Work required:
Each record is to be printed exactly as given, down to the last mark.

══════════

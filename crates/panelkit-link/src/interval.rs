//! Validity-interval join.

use crate::error::{Result, require_columns};
use polars::prelude::*;
use tracing::debug;

/// Marks right-hand rows so that key misses can be told apart from open
/// interval bounds after the left join.
const MATCHED: &str = "__interval_matched";

/// Join two frames on a key and keep rows whose date lies inside the right
/// frame's `[start, end]` interval.
///
/// The join is a left join on the bare key followed by the interval filter,
/// so a left row survives only if some right row with the same key covers
/// its date. A row covered by several intervals appears once per interval.
/// Null bounds are open: a null `start` is unbounded below and a null `end`
/// unbounded above.
#[derive(Debug, Clone, PartialEq, Eq)]
pub struct IntervalJoin {
    /// Join key present in both frames
    pub key: String,
    /// Date column of the left frame
    pub date: String,
    /// Interval start column of the right frame
    pub start: String,
    /// Interval end column of the right frame
    pub end: String,
}

impl IntervalJoin {
    /// Describe a join on `key` testing `date` against `[start, end]`.
    pub fn new(key: &str, date: &str, start: &str, end: &str) -> Self {
        Self {
            key: key.to_string(),
            date: date.to_string(),
            start: start.to_string(),
            end: end.to_string(),
        }
    }

    fn covers(&self) -> Expr {
        let date = col(self.date.as_str());
        let start = col(self.start.as_str());
        let end = col(self.end.as_str());

        let after_start = start.clone().is_null().or(date.clone().gt_eq(start));
        let before_end = end.clone().is_null().or(date.lt_eq(end));
        col(MATCHED)
            .is_not_null()
            .and(after_start)
            .and(before_end)
    }

    /// Run the join.
    pub fn join(&self, left: &DataFrame, right: &DataFrame) -> Result<DataFrame> {
        require_columns(left, "left frame", &[self.key.as_str(), self.date.as_str()])?;
        require_columns(
            right,
            "right frame",
            &[self.key.as_str(), self.start.as_str(), self.end.as_str()],
        )?;

        let right = right.clone().lazy().with_column(lit(true).alias(MATCHED));
        let joined = left
            .clone()
            .lazy()
            .left_join(right, col(self.key.as_str()), col(self.key.as_str()))
            .filter(self.covers())
            .collect()?;

        debug!(
            key = %self.key,
            left = left.height(),
            matched = joined.height(),
            "interval join"
        );
        Ok(joined.drop(MATCHED)?)
    }
}

#[cfg(test)]
mod tests {
    use super::*;
    use chrono::NaiveDate;
    use panelkit_data::dates::date_column;

    fn d(s: &str) -> Option<NaiveDate> {
        NaiveDate::parse_from_str(s, "%Y-%m-%d").ok()
    }

    fn frame(key: Vec<i64>, dates: &[(&str, &[Option<NaiveDate>])]) -> DataFrame {
        let mut columns = vec![Column::new("permno".into(), key)];
        for (name, values) in dates {
            columns.push(date_column(name, values).unwrap());
        }
        DataFrame::new(columns).unwrap()
    }

    fn join() -> IntervalJoin {
        IntervalJoin::new("permno", "yearmonth", "start", "end")
    }

    #[test]
    fn test_key_miss_is_dropped() {
        let left = frame(vec![1, 2], &[("yearmonth", &[d("2021-06-30"), d("2021-06-30")])]);
        let right = frame(vec![1], &[("start", &[None]), ("end", &[None])]);

        let out = join().join(&left, &right).unwrap();
        assert_eq!(out.height(), 1);
        assert!(out.column(MATCHED).is_err());
    }

    #[test]
    fn test_open_bounds() {
        let left = frame(vec![1, 1], &[("yearmonth", &[d("1990-01-31"), d("2030-01-31")])]);
        let right = frame(
            vec![1, 1],
            &[
                ("start", &[None, d("2000-01-01")]),
                ("end", &[d("1999-12-31"), None]),
            ],
        );

        let out = join().join(&left, &right).unwrap();
        assert_eq!(out.height(), 2);
    }

    #[test]
    fn test_bounds_are_inclusive() {
        let left = frame(vec![1, 1], &[("yearmonth", &[d("2021-03-31"), d("2021-04-30")])]);
        let right = frame(vec![1], &[("start", &[d("2021-03-31")]), ("end", &[d("2021-04-30")])]);

        let out = join().join(&left, &right).unwrap();
        assert_eq!(out.height(), 2);
    }

    #[test]
    fn test_missing_columns() {
        let left = frame(vec![1], &[("date", &[d("2021-03-31")])]);
        let right = frame(vec![1], &[("start", &[None]), ("end", &[None])]);
        assert!(join().join(&left, &right).is_err());
    }
}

══════════

Solution:
filename crates/panelkit-link/src/interval.rs
//! Validity-interval join.

use crate::error::{Result, require_columns};
use polars::prelude::*;
use tracing::debug;

/// Marks right-hand rows so that key misses can be told apart from open
/// interval bounds after the left join.
const MATCHED: &str = "__interval_matched";

/// Join two frames on a key and keep rows whose date lies inside the right
/// frame's `[start, end]` interval.
///
/// The join is a left join on the bare key followed by the interval filter,
/// so a left row survives only if some right row with the same key covers
/// its date. A row covered by several intervals appears once per interval.
/// Null bounds are open: a null `start` is unbounded below and a null `end`
/// unbounded above.
#[derive(Debug, Clone, PartialEq, Eq)]
pub struct IntervalJoin {
    /// Join key present in both frames
    pub key: String,
    /// Date column of the left frame
    pub date: String,
    /// Interval start column of the right frame
    pub start: String,
    /// Interval end column of the right frame
    pub end: String,
}

impl IntervalJoin {
    /// Describe a join on `key` testing `date` against `[start, end]`.
    pub fn new(key: &str, date: &str, start: &str, end: &str) -> Self {
        Self {
            key: key.to_string(),
            date: date.to_string(),
            start: start.to_string(),
            end: end.to_string(),
        }
    }

    fn covers(&self) -> Expr {
        let date = col(self.date.as_str());
        let start = col(self.start.as_str());
        let end = col(self.end.as_str());

        let after_start = start.clone().is_null().or(date.clone().gt_eq(start));
        let before_end = end.clone().is_null().or(date.lt_eq(end));
        col(MATCHED)
            .is_not_null()
            .and(after_start)
            .and(before_end)
    }

    /// Run the join.
    pub fn join(&self, left: &DataFrame, right: &DataFrame) -> Result<DataFrame> {
        require_columns(left, "left frame", &[self.key.as_str(), self.date.as_str()])?;
        require_columns(
            right,
            "right frame",
            &[self.key.as_str(), self.start.as_str(), self.end.as_str()],
        )?;

        let right = right.clone().lazy().with_column(lit(true).alias(MATCHED));
        let joined = left
            .clone()
            .lazy()
            .left_join(right, col(self.key.as_str()), col(self.key.as_str()))
            .filter(self.covers())
            .collect()?;

        debug!(
            key = %self.key,
            left = left.height(),
            matched = joined.height(),
            "interval join"
        );
        Ok(joined.drop(MATCHED)?)
    }
}

#[cfg(test)]
mod tests {
    use super::*;
    use chrono::NaiveDate;
    use panelkit_data::dates::date_column;

    fn d(s: &str) -> Option<NaiveDate> {
        NaiveDate::parse_from_str(s, "%Y-%m-%d").ok()
    }

    fn frame(key: Vec<i64>, dates: &[(&str, &[Option<NaiveDate>])]) -> DataFrame {
        let mut columns = vec![Column::new("permno".into(), key)];
        for (name, values) in dates {
            columns.push(date_column(name, values).unwrap());
        }
        DataFrame::new(columns).unwrap()
    }

    fn join() -> IntervalJoin {
        IntervalJoin::new("permno", "yearmonth", "start", "end")
    }

    #[test]
    fn test_key_miss_is_dropped() {
        let left = frame(vec![1, 2], &[("yearmonth", &[d("2021-06-30"), d("2021-06-30")])]);
        let right = frame(vec![1], &[("start", &[None]), ("end", &[None])]);

        let out = join().join(&left, &right).unwrap();
        assert_eq!(out.height(), 1);
        assert!(out.column(MATCHED).is_err());
    }

    #[test]
    fn test_open_bounds() {
        let left = frame(vec![1, 1], &[("yearmonth", &[d("1990-01-31"), d("2030-01-31")])]);
        let right = frame(
            vec![1, 1],
            &[
                ("start", &[None, d("2000-01-01")]),
                ("end", &[d("1999-12-31"), None]),
            ],
        );

        let out = join().join(&left, &right).unwrap();
        assert_eq!(out.height(), 2);
    }

    #[test]
    fn test_bounds_are_inclusive() {
        let left = frame(vec![1, 1], &[("yearmonth", &[d("2021-03-31"), d("2021-04-30")])]);
        let right = frame(vec![1], &[("start", &[d("2021-03-31")]), ("end", &[d("2021-04-30")])]);

        let out = join().join(&left, &right).unwrap();
        assert_eq!(out.height(), 2);
    }

    #[test]
    fn test_missing_columns() {
        let left = frame(vec![1], &[("date", &[d("2021-03-31")])]);
        let right = frame(vec![1], &[("start", &[None]), ("end", &[None])]);
        assert!(join().join(&left, &right).is_err());
    }
}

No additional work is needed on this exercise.